Protruding ears – also referred to as big ears – are generally those that stick out more than 20mm.

What causes big ears?


People with big ears can pass down the genes that define the shape, size, and prominence of their ears to their children, but it isn’t always the case.


Both men’s and women’s ears keep growing as they age. Over 50 years they can grow by up to a centimetre in length.

There are a few reasons you might notice your ears getting bigger as you grow older:

  • Ears sag with age – the same can happen to our noses, because of gravity and a loss of skin elasticity.
  • Ear lobes droop – gravity plays its part again here and wearing heavy earrings can speed up the process.
  • Hair thins – this makes your ears appear bigger as they show more as you age.

Other possible reasons for big ears

Some health conditions can lead to increased cartilage growth, which could lead to big ears developing. Such conditions include:

  • Macrotia – a medical term for overly large ears that is usually associated with several medical conditions.
  • Barber-Say syndrome – an incredibly rare genetic disorder.
  • Growth disturbances of the auricle.

How you might treat big ears

Ear moulding / splinting

When big ears are noticed at a young age, they can be treated without surgery. Moulds or splints taped to a baby’s ears can reshape them over around six to eight weeks.

This is normally only an option for babies up to the age of three months old. Ear cartilage is soft and pliable at birth and can be reshaped more effectively and easily before it becomes rigid.

Incisionless surgery

An incisionless otoplasty is a type of cosmetic surgery for correcting protruding ears. Surgeons alter the ear cartilage using stitches to pin back the ears.

This treatment can only achieve mild adjustments and is considered best for children and teenagers, as well as those with only slightly protruding ears. But in some cases, this is all that’s needed. The procedure is less invasive than otoplasty and can deliver permanent results.

After the procedure, a wrap will normally be applied. Within a week to 10 days, most people make a full recovery, with more discreet ears.


Cosmetic ear surgery – or otoplasty – is a procedure that changes the shape, size, or position of ears. It’s the most common treatment for big ears, as anyone over the age of five can have it.

Unlike incisionless surgery, this is a bit more invasive:

  • A small cut is made behind your big ear or within the inner creases to expose the cartilage.
  • Bits of cartilage and skin are removed, if necessary.
  • Cartilage is then folded into the correct position and stitched up.
  • The back of the ear and any other incisions are stitched to secure the right position of your ear.

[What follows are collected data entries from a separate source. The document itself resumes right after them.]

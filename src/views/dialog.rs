//! Form dialog state
//!
//! A dialog collects field values, submits them to an action and reacts to
//! the result: close on success, show the error otherwise. Create dialogs
//! forget their values when they close; edit dialogs keep the prefill.

use chrono::FixedOffset;
use serde::Serialize;
use uuid::Uuid;

use super::format::format_datetime_local;
use crate::models::{ActionResult, Event, FormData, ResourceWithTags, Tag};

pub const DEFAULT_ERROR: &str = "An error occurred";

#[derive(Debug, Clone, Copy, PartialEq, Eq, Serialize)]
#[serde(rename_all = "snake_case")]
pub enum InputType {
    Text,
    Textarea,
    Url,
    Number,
    DatetimeLocal,
    Checkbox,
    /// Multi-select of tag ids, submitted as repeated values
    TagPicker,
    /// Filled by the upload widget
    Upload,
}

/// One input of a dialog form; `required` and `input_type` are the only
/// client-side validation hints
#[derive(Debug, Clone, PartialEq, Serialize)]
pub struct Field {
    pub name: &'static str,
    pub label: &'static str,
    pub input_type: InputType,
    pub required: bool,
    pub values: Vec<String>,
}

impl Field {
    fn new(name: &'static str, label: &'static str, input_type: InputType, required: bool) -> Self {
        Self {
            name,
            label,
            input_type,
            required,
            values: Vec::new(),
        }
    }

    fn with_value(mut self, value: impl Into<String>) -> Self {
        self.values = vec![value.into()];
        self
    }

    pub fn value(&self) -> &str {
        self.values.first().map(String::as_str).unwrap_or_default()
    }
}

#[derive(Debug, Clone, Copy, PartialEq, Eq, Serialize)]
#[serde(rename_all = "snake_case", tag = "mode", content = "id")]
pub enum DialogMode {
    Create,
    Edit(Uuid),
}

/// Create or edit dialog for one entity
#[derive(Debug, Clone, PartialEq, Serialize)]
pub struct FormDialog {
    pub title: String,
    pub description: String,
    pub mode: DialogMode,
    /// Form post target
    pub action: String,
    pub open: bool,
    pub pending: bool,
    pub error: Option<String>,
    pub fields: Vec<Field>,
    #[serde(skip)]
    initial: Vec<Field>,
}

impl FormDialog {
    fn new(title: String, description: &str, mode: DialogMode, action: String, fields: Vec<Field>) -> Self {
        Self {
            title,
            description: description.to_string(),
            mode,
            action,
            open: false,
            pending: false,
            error: None,
            initial: fields.clone(),
            fields,
        }
    }

    pub fn is_editing(&self) -> bool {
        matches!(self.mode, DialogMode::Edit(_))
    }

    pub fn open(&mut self) {
        self.open = true;
    }

    pub fn close(&mut self) {
        self.open = false;
        if !self.is_editing() {
            self.fields = self.initial.clone();
        }
    }

    pub fn field(&self, name: &str) -> Option<&Field> {
        self.fields.iter().find(|f| f.name == name)
    }

    pub fn set_field(&mut self, name: &str, value: &str) {
        if let Some(field) = self.fields.iter_mut().find(|f| f.name == name) {
            field.values = vec![value.to_string()];
        }
    }

    /// Start a submission; returns the form body to post
    pub fn submit(&mut self) -> FormData {
        self.error = None;
        self.pending = true;
        self.fields
            .iter()
            .flat_map(|field| {
                field
                    .values
                    .iter()
                    .map(move |value| (field.name, value.as_str()))
            })
            .fold(FormData::new(), |form, (name, value)| form.with(name, value))
    }

    /// Apply the action's result to the dialog
    pub fn finish(&mut self, result: &ActionResult) {
        self.pending = false;
        if result.success {
            self.close();
        } else {
            self.error = Some(
                result
                    .error
                    .clone()
                    .unwrap_or_else(|| DEFAULT_ERROR.to_string()),
            );
        }
    }

    /// The upload widget finished; its URL becomes the image field
    pub fn upload_complete(&mut self, url: &str) {
        self.set_field("image_url", url);
    }

    pub fn upload_failed(&mut self, message: &str) {
        self.error = Some(format!("Upload failed: {}", message));
    }

    pub fn submit_label(&self) -> &'static str {
        match (self.pending, self.is_editing()) {
            (true, _) => "Saving...",
            (false, true) => "Save Changes",
            (false, false) => "Create",
        }
    }
}

/// Event dialog, prefilled from `event` when editing
pub fn event_dialog(event: Option<&Event>, offset: FixedOffset) -> FormDialog {
    let mut title = Field::new("title", "Title", InputType::Text, true);
    let mut description = Field::new("description", "Description", InputType::Textarea, false);
    let mut location = Field::new("location", "Location", InputType::Text, true);
    let mut start_time = Field::new("start_time", "Start Time", InputType::DatetimeLocal, true);
    let mut end_time = Field::new("end_time", "End Time", InputType::DatetimeLocal, true);
    let mut image_url = Field::new("image_url", "Event Image", InputType::Upload, false);

    match event {
        Some(event) => {
            title = title.with_value(&event.title);
            description = description.with_value(event.description.clone().unwrap_or_default());
            location = location.with_value(&event.location);
            start_time = start_time.with_value(format_datetime_local(event.start_time, offset));
            end_time = end_time.with_value(format_datetime_local(event.end_time, offset));
            image_url = image_url.with_value(event.image_url.clone().unwrap_or_default());

            FormDialog::new(
                "Edit Event".to_string(),
                "Update the event details below.",
                DialogMode::Edit(event.id),
                format!("/admin/events/{}", event.id),
                vec![title, description, location, start_time, end_time, image_url],
            )
        }
        None => FormDialog::new(
            "Add Event".to_string(),
            "Add a new event for SSA members.",
            DialogMode::Create,
            "/admin/events".to_string(),
            vec![title, description, location, start_time, end_time, image_url],
        ),
    }
}

/// Resource dialog with a tag picker over `tags`
pub fn resource_dialog(resource: Option<&ResourceWithTags>, tags: &[Tag]) -> FormDialog {
    let name = Field::new("name", "Name", InputType::Text, true);
    let link = Field::new("link", "Link", InputType::Url, true);
    let description = Field::new("description", "Description", InputType::Textarea, false);
    let is_pinned = Field::new("is_pinned", "Pin to home page", InputType::Checkbox, false);
    let mut tag_ids = Field::new("tag_ids", "Tags", InputType::TagPicker, false);

    match resource {
        Some(item) => {
            let r = &item.resource;
            tag_ids.values = item
                .tags
                .iter()
                .filter(|t| tags.iter().any(|known| known.id == t.id))
                .map(|t| t.id.to_string())
                .collect();
            let mut fields = vec![
                name.with_value(&r.name),
                link.with_value(&r.link),
                description.with_value(r.description.clone().unwrap_or_default()),
                is_pinned,
                tag_ids,
            ];
            if r.is_pinned {
                fields[3].values = vec!["on".to_string()];
            }
            FormDialog::new(
                "Edit Resource".to_string(),
                "Update the resource details below.",
                DialogMode::Edit(r.id),
                format!("/admin/resources/{}", r.id),
                fields,
            )
        }
        None => FormDialog::new(
            "Add Resource".to_string(),
            "Add a new resource to share with members.",
            DialogMode::Create,
            "/admin/resources".to_string(),
            vec![name, link, description, is_pinned, tag_ids],
        ),
    }
}

pub fn tag_dialog(tag: Option<&Tag>) -> FormDialog {
    let name = Field::new("name", "Name", InputType::Text, true);
    let display_order = Field::new("display_order", "Display Order", InputType::Number, false);

    match tag {
        Some(tag) => FormDialog::new(
            "Edit Tag".to_string(),
            "Update the tag details below.",
            DialogMode::Edit(tag.id),
            format!("/admin/tags/{}", tag.id),
            vec![
                name.with_value(&tag.name),
                display_order.with_value(tag.display_order.to_string()),
            ],
        ),
        None => FormDialog::new(
            "Add Tag".to_string(),
            "Add a new tag for organizing resources.",
            DialogMode::Create,
            "/admin/tags".to_string(),
            vec![name, display_order.with_value("0")],
        ),
    }
}

/// Delete confirmation
#[derive(Debug, Clone, PartialEq, Serialize)]
pub struct ConfirmDialog {
    pub title: String,
    pub description: String,
    pub action: String,
    pub open: bool,
    pub pending: bool,
    pub error: Option<String>,
}

impl ConfirmDialog {
    pub fn delete(entity: &str, name: &str, action: String) -> Self {
        Self {
            title: format!("Delete {}", entity),
            description: format!(
                "Are you sure you want to delete \"{}\"? This action cannot be undone.",
                name
            ),
            action,
            open: false,
            pending: false,
            error: None,
        }
    }

    pub fn confirm(&mut self) {
        self.error = None;
        self.pending = true;
    }

    pub fn finish(&mut self, result: &ActionResult) {
        self.pending = false;
        if result.success {
            self.open = false;
        } else {
            self.error = Some(
                result
                    .error
                    .clone()
                    .unwrap_or_else(|| DEFAULT_ERROR.to_string()),
            );
        }
    }
}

It can take an hour or two and once it’s done, you’ll need a bandage to protect and support your ears. These can be removed a few days later, with instantly noticeable results.

Big ears facts

  • In Chinese culture, big ears are viewed as a sign of good fortune. Those with big ears or thick, large ear lobes are thought more likely to have happy childhoods and grow into successful adults.
  • Protruding ears are most common in white people. Around five per cent of the world’s white population has the condition.